Cynthia Nocollege Majeke is a South African politician affiliated with the United Democratic Movement party. Between 2014 and 2019, Majeke served as a Member of Parliament in the National Assembly.

Parliamentary career
A member of the United Democratic Movement, Majeke stood as a candidate in the general election on 7 May 2014.  She was third on her party's regional-to-national list.

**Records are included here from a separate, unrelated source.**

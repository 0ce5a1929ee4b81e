//! Campus push server entry point.

use std::sync::Arc;
use std::time::Duration;

use axum::http::{HeaderValue, Method, header};
use campus_api::AppState;
use campus_common::Config;
use campus_core::{PushService, SessionService, VapidConfig};
use campus_db::repositories::{
    PushSubscriptionRepository, SessionRepository, UserPushPreferenceRepository,
};
use tokio::signal;
use tower_http::{cors::CorsLayer, trace::TraceLayer};
use tracing::{info, warn};
use tracing_subscriber::{layer::SubscriberExt, util::SubscriberInitExt};

/// Interval between expired session sweeps.
const SESSION_PURGE_INTERVAL: Duration = Duration::from_secs(3600);

/// Waits for a shutdown signal (SIGINT or SIGTERM).
///
/// On Unix systems, this listens for both SIGINT (Ctrl+C) and SIGTERM.
/// On Windows, this only listens for Ctrl+C.
async fn shutdown_signal() {
    let ctrl_c = async {
        if let Err(e) = signal::ctrl_c().await {
            tracing::error!(error = %e, "Failed to install Ctrl+C handler");
            std::future::pending::<()>().await;
        }
    };

    #[cfg(unix)]
    let terminate = async {
        match signal::unix::signal(signal::unix::SignalKind::terminate()) {
            Ok(mut stream) => {
                stream.recv().await;
            }
            Err(e) => {
                tracing::error!(error = %e, "Failed to install SIGTERM handler");
                std::future::pending::<()>().await;
            }
        }
    };

    #[cfg(not(unix))]
    let terminate = std::future::pending::<()>();

    tokio::select! {
        () = ctrl_c => {
            info!("Received SIGINT, initiating graceful shutdown...");
        },
        () = terminate => {
            info!("Received SIGTERM, initiating graceful shutdown...");
        },
    }
}

/// CORS for the configured frontends. Session cookies need credentialed
/// requests, which rule out wildcard origins.
fn cors_layer(config: &Config) -> CorsLayer {
    let origins: Vec<HeaderValue> = config
        .server
        .allowed_origins
        .iter()
        .filter_map(|origin| match origin.parse() {
            Ok(value) => Some(value),
            Err(_) => {
                warn!(origin = %origin, "Ignoring invalid CORS origin");
                None
            }
        })
        .collect();

    CorsLayer::new()
        .allow_origin(origins)
        .allow_methods([Method::GET, Method::POST, Method::PUT, Method::DELETE])
        .allow_headers([header::CONTENT_TYPE])
        .allow_credentials(true)
}

#[tokio::main]
async fn main() -> Result<(), Box<dyn std::error::Error>> {
    // Initialize tracing
    tracing_subscriber::registry()
        .with(tracing_subscriber::fmt::layer())
        .with(
            tracing_subscriber::EnvFilter::try_from_default_env()
                .unwrap_or_else(|_| "campus=debug,tower_http=debug".into()),
        )
        .init();

    info!("Starting campus push server...");

    // Load configuration
    let config = Config::load()?;

    // Connect to database
    let db = Arc::new(campus_db::init(&config).await?);
    info!("Connected to database");

    // Run migrations
    info!("Running database migrations...");
    campus_db::migrate(&db).await?;
    info!("Migrations completed");

    // Initialize repositories
    let subscription_repo = PushSubscriptionRepository::new(Arc::clone(&db));
    let preference_repo = UserPushPreferenceRepository::new(Arc::clone(&db));
    let session_repo = SessionRepository::new(Arc::clone(&db));

    // Initialize services
    let vapid = config.push.as_ref().map(VapidConfig::from);
    if vapid.is_none() {
        warn!("Push not configured; the public key endpoint will report unavailable");
    }
    let push_service = PushService::new(subscription_repo, preference_repo, vapid);
    let session_service = SessionService::new(session_repo);

    // Sweep expired sessions in the background
    let sweeper = session_service.clone();
    tokio::spawn(async move {
        let mut interval = tokio::time::interval(SESSION_PURGE_INTERVAL);
        loop {
            interval.tick().await;
            match sweeper.purge_expired().await {
                Ok(0) => {}
                Ok(removed) => info!(removed, "Purged expired sessions"),
                Err(e) => warn!(error = %e, "Failed to purge expired sessions"),
            }
        }
    });

    let state = AppState {
        push_service,
        session_service,
    };

    // Build router
    let app = campus_api::app(state)
        .layer(TraceLayer::new_for_http())
        .layer(cors_layer(&config));

    // Start server with graceful shutdown
    let addr = format!("{}:{}", config.server.host, config.server.port);
    info!("Listening on {}", addr);

    let listener = tokio::net::TcpListener::bind(&addr).await?;
    axum::serve(listener, app)
        .with_graceful_shutdown(shutdown_signal())
        .await?;

    info!("Server shutdown complete");
    Ok(())
}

She was not elected to the National Assembly at first, however, Lennox Gaehler opted against serving in the National Assembly to go to the National Council of Provinces. The UDM subsequently chose Majeke.

Tenure
Majeke's term as an MP began on 21 May 2014.

In August 2017, she and other MPs on the Portfolio Committee on Basic Education were involved in a car accident outside Paarl in the Western Cape. Minister of Basic Education, Angie Motshekga, visited her in hospital.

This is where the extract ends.